JPH082823B2 - Method for stable oxidation of methylal - Google Patents

Description

TECHNICAL FIELD The present invention relates to a method for stably producing formaldehyde by an oxidation reaction of methylal. For more information,
The present invention relates to a method for producing formaldehyde by oxidizing methylal in a gas phase in a gas phase containing oxygen in the presence of an oxidation catalyst containing iron and molybdenum oxide as main components.

(Prior Art) Formaldehyde is conventionally produced by oxidizing methanol in the presence of a silver or iron-molybdenum catalyst. However, the formalin concentration obtained by this method is at most 63% by weight even if it reacts stoichiometrically.
Is. On the other hand, the concentration of formalin obtained by the oxidation reaction of methylal is 83% by weight if it reacts stoichiometrically.
It has a feature that the amount of water in the produced gas is much smaller than that of the oxidation of methanol, As a catalyst effective for the oxidation reaction of methylal, a catalyst in which iron, manganese, magnesium, cadmium, calcium, etc. are added based on silver, copper oxide, and molybdenum is known. However, with these catalysts, carbon monoxide, dimethyl ether, and methyl formate are large by-products, and it is difficult to obtain formaldehyde with high selectivity.
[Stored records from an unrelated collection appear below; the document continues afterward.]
use std::path::PathBuf;
use thiserror::Error;

pub type Result<T> = core::result::Result<T, Error>;

/// Custom error types for the image-sampler library
#[derive(Error, Debug)]
pub enum Error {
    /// I/O operation error
    #[error("I/O error: {0}")]
    Io(#[from] std::io::Error),

    /// Source directory missing or unreadable
    #[error("Source directory not found or unreadable: {0}")]
    SourceNotFound(PathBuf),

    /// Destination directory could not be created or written to
    #[error("Cannot write to destination {path}: {source}")]
    DestinationWrite {
        path: PathBuf,
        source: std::io::Error,
    },

    /// Requested sample exceeds the available image population
    #[error("Requested a sample of {requested} but only {available} image files are available")]
    InsufficientData { requested: usize, available: usize },

    /// A selected file disappeared between listing and moving
    #[error("File vanished before it could be moved: {path} ({moved} files moved before the conflict)")]
    MoveConflict { path: PathBuf, moved: usize },

    /// Invalid configuration error
    #[error("Invalid configuration: {0}")]
    Configuration(String),
}
use std::path::Path;
use walkdir::WalkDir;

use crate::config::Config;
use crate::error::{Error, Result};
use crate::types::{ImageFile, ImageFormat};

/// Discover image files in the source directory.
///
/// Only direct entries are considered; subdirectories are not descended into.
pub fn discover_images(directory: &Path, config: &Config) -> Result<Vec<ImageFile>> {
    if !directory.is_dir() {
        return Err(Error::SourceNotFound(directory.to_path_buf()));
    }

    let mut image_files = Vec::new();

    for entry in WalkDir::new(directory).min_depth(1).max_depth(1) {
        let entry = entry.map_err(|_| Error::SourceNotFound(directory.to_path_buf()))?;
        if !entry.file_type().is_file() {
            continue;
        }

        let path = entry.path();
        if let Some(ext) = path.extension().and_then(|ext| ext.to_str()) {
            if config.matches_extension(ext) {
                image_files.push(ImageFile {
                    path: path.to_path_buf(),
                    format: ImageFormat::from_extension(ext),
                });
            }
        }
    }

    Ok(image_files)
}

// -- Tests --
// src/storage/sqlite.rs

//! SQLite-backed record store.

use std::path::Path;

use async_trait::async_trait;
use sqlx::sqlite::{SqliteConnectOptions, SqliteJournalMode, SqlitePool, SqlitePoolOptions};

use crate::error::Result;
use crate::models::Record;
use crate::storage::RecordStore;

/// Kept low for SQLite since it uses file-level locking.
const MAX_CONNECTIONS: u32 = 5;

/// SQLite storage backend.
#[derive(Debug, Clone)]
pub struct SqliteStore {
    pool: SqlitePool,
}

impl SqliteStore {
    /// Open (creating if necessary) the database at the given path and
    /// ensure the schema exists.
    pub async fn open(path: &Path) -> Result<Self> {
        if let Some(parent) = path.parent() {
            if !parent.as_os_str().is_empty() {
                std::fs::create_dir_all(parent)?;
            }
        }

        // WAL keeps feed reads unblocked while a pass is committing.
        let options = SqliteConnectOptions::new()
            .filename(path)
            .create_if_missing(true)
            .journal_mode(SqliteJournalMode::Wal);
        let pool = SqlitePoolOptions::new()
            .max_connections(MAX_CONNECTIONS)
            .connect_with(options)
            .await?;

        let store = Self { pool };
        store.init_schema().await?;
        Ok(store)
    }

    /// Open an in-memory database, used by tests.
    ///
    /// A single connection is required: every pooled connection would
    /// otherwise get its own private memory database.
    pub async fn open_in_memory() -> Result<Self> {
        let pool = SqlitePoolOptions::new()
            .max_connections(1)
            .connect_with(SqliteConnectOptions::new().in_memory(true))
            .await?;

        let store = Self { pool };
        store.init_schema().await?;
        Ok(store)
    }

    async fn init_schema(&self) -> Result<()> {
        sqlx::query(
            r#"
            CREATE TABLE IF NOT EXISTS records (
                id          INTEGER PRIMARY KEY AUTOINCREMENT,
                title       TEXT NOT NULL,
                description TEXT NOT NULL,
                location    TEXT NOT NULL,
                link        TEXT NOT NULL,
                occurred_at INTEGER NOT NULL,
                fingerprint TEXT NOT NULL UNIQUE,
                created_at  TEXT NOT NULL DEFAULT CURRENT_TIMESTAMP
            )
            "#,
        )
        .execute(&self.pool)
        .await?;

        // Range deletions during pruning scan by occurrence timestamp.
        sqlx::query("CREATE INDEX IF NOT EXISTS idx_records_occurred_at ON records (occurred_at)")
            .execute(&self.pool)
            .await?;

        Ok(())
    }
}

#[async_trait]
impl RecordStore for SqliteStore {
    async fn insert(&self, record: &Record) -> Result<()> {
        sqlx::query(
            r#"
            INSERT INTO records (title, description, location, link, occurred_at, fingerprint)
            VALUES (?1, ?2, ?3, ?4, ?5, ?6)
            "#,
        )
        .bind(&record.title)
        .bind(&record.description)
        .bind(&record.location)
        .bind(&record.link)
        .bind(record.occurred_at)
        .bind(&record.fingerprint)
        .execute(&self.pool)
        .await?;
        Ok(())
    }

    async fn find_by_fingerprint(&self, fingerprint: &str) -> Result<Option<Record>> {
        let record = sqlx::query_as::<_, Record>(
            r#"
            SELECT title, description, location, link, occurred_at, fingerprint
            FROM records
            WHERE fingerprint = ?1
            "#,
        )
        .bind(fingerprint)
        .fetch_optional(&self.pool)
        .await?;
        Ok(record)
    }

    async fn list_all(&self) -> Result<Vec<Record>> {
        let records = sqlx::query_as::<_, Record>(
            r#"
            SELECT title, description, location, link, occurred_at, fingerprint
            FROM records
            ORDER BY occurred_at DESC
            "#,
        )
        .fetch_all(&self.pool)
        .await?;
        Ok(records)
    }

    async fn delete_older_than(&self, cutoff: i64) -> Result<u64> {
        let result = sqlx::query("DELETE FROM records WHERE occurred_at < ?1")
            .bind(cutoff)
            .execute(&self.pool)
            .await?;
        Ok(result.rows_affected())
    }
}
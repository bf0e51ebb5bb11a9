//! Storage abstractions for record persistence.
//!
//! The store is the single source of truth for harvested records. Its
//! unique index on the fingerprint column is the hard backstop for
//! duplicate detection; the application adds no locking of its own.

pub mod sqlite;

use async_trait::async_trait;

use crate::error::Result;
use crate::models::Record;

// Re-export for convenience
pub use sqlite::SqliteStore;

/// Trait for record storage backends.
#[async_trait]
pub trait RecordStore: Send + Sync {
    /// Insert a record. A fingerprint collision surfaces as an error for
    /// which [`crate::error::AppError::is_unique_violation`] returns true.
    async fn insert(&self, record: &Record) -> Result<()>;

    /// Look up a record by its fingerprint.
    async fn find_by_fingerprint(&self, fingerprint: &str) -> Result<Option<Record>>;

    /// All stored records, newest occurrence first.
    async fn list_all(&self) -> Result<Vec<Record>>;

    /// Delete records whose occurrence timestamp is older than the cutoff.
    /// Returns the number of deleted rows.
    async fn delete_older_than(&self, cutoff: i64) -> Result<u64>;
}
//! Pipeline entry points for harvester operations.
//!
//! - `run_pass`: One harvest pass followed by pruning and feed refresh
//! - `run_scheduler`: Periodic pass execution until cancelled

pub mod harvest;
pub mod scheduler;

pub use harvest::{HarvestContext, run_pass};
pub use scheduler::run_scheduler;
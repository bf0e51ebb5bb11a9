// src/error.rs

//! Unified error handling for the harvester application.

use std::fmt;

use thiserror::Error;

/// Result type alias for harvester operations.
pub type Result<T> = std::result::Result<T, AppError>;

/// Unified application error type.
#[derive(Error, Debug)]
pub enum AppError {
    /// I/O operation failed
    #[error("I/O error: {0}")]
    Io(#[from] std::io::Error),

    /// HTTP request failed
    #[error("HTTP error: {0}")]
    Http(#[from] reqwest::Error),

    /// All fetch attempts against an upstream URL failed
    #[error("fetch of {url} exhausted after {attempts} attempts, last error: {last}")]
    FetchExhausted {
        url: String,
        attempts: u32,
        last: String,
    },

    /// Database operation failed
    #[error("store error: {0}")]
    Store(#[from] sqlx::Error),

    /// JSON serialization/deserialization failed
    #[error("JSON error: {0}")]
    Json(#[from] serde_json::Error),

    /// TOML parsing failed
    #[error("TOML parse error: {0}")]
    Toml(#[from] toml::de::Error),

    /// URL parsing failed
    #[error("URL parse error: {0}")]
    Url(#[from] url::ParseError),

    /// CSS selector parsing failed
    #[error("Invalid selector '{selector}': {message}")]
    Selector { selector: String, message: String },

    /// Configuration error
    #[error("Configuration error: {0}")]
    Config(String),

    /// Page or entry content could not be interpreted
    #[error("Parse error for {context}: {message}")]
    Parse { context: String, message: String },
}

impl AppError {
    /// Create a selector parsing error.
    pub fn selector(selector: impl Into<String>, message: impl fmt::Display) -> Self {
        Self::Selector {
            selector: selector.into(),
            message: message.to_string(),
        }
    }

    /// Create a configuration error.
    pub fn config(message: impl Into<String>) -> Self {
        Self::Config(message.into())
    }

    /// Create a parse error with context.
    pub fn parse(context: impl Into<String>, message: impl fmt::Display) -> Self {
        Self::Parse {
            context: context.into(),
            message: message.to_string(),
        }
    }

    /// Whether this error is the store rejecting a duplicate fingerprint.
    ///
    /// The records table carries a unique index on the fingerprint column;
    /// losing the insert race surfaces as this error kind and is tolerated
    /// by the harvester rather than aborting the pass.
    pub fn is_unique_violation(&self) -> bool {
        match self {
            Self::Store(sqlx::Error::Database(db)) => db.is_unique_violation(),
            _ => false,
        }
    }
}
The Applicant has previously been selected from iron, molybdenum, and alkali metals, bismuth, chromium, tungsten, nickel, cobalt1.
The inventors have found that a catalyst containing one or more metals as an active ingredient has a high selectivity with less by-products as described above, and filed a patent application (JP-A-57-134432). Further, a patent of an improved invention in which the content ratio of these metal elements is 0.001 to 0.1 in total of molybdenum 1.5-3.0, alkali metal, bismuth, chromium, tungsten, cobalt, nickel in terms of metal atomic ratio of iron to iron 1. (Japanese Patent Application Laid-Open No. 59-107442) (Problems to be solved by the present invention) In the oxidation of methylal, in a catalyst containing iron and molybdenum as main components, by-products of carbon monoxide are generated with time. An increasing phenomenon was observed. It has been found that this is mainly due to the fact that the valence of molybdenum shifts from hexavalent to tetravalent in the iron-molybdenum oxide catalyst and the state of reduction remains, that is, the by-product of molybdenum dioxide. As a result of intensive studies on the production of formaldehyde by the oxidation of methylal, the present inventors have found a method for producing formaldehyde in a stable manner, and completed the present invention. The present invention provides a method for producing formaldehyde by oxidation of methylal, which not only has high conversion and selectivity in the initial stage of reaction but also provides high productivity without lowering the selectivity of the reaction for a long period of time. is there.

(Means for Solving the Problems) The present invention relates to iron and molybdenum, or in addition thereto, alkali metal, bismuth, chromium, tungsten,
When formaldehyde is produced by oxidation of methylal in a gas phase containing oxygen using an oxide containing one or more metal elements selected from cobalt and nickel as an active ingredient, it is used as a catalyst. It is characterized in that the oxidation reaction of methylal in (1) is operated in a range satisfying the following relational expression.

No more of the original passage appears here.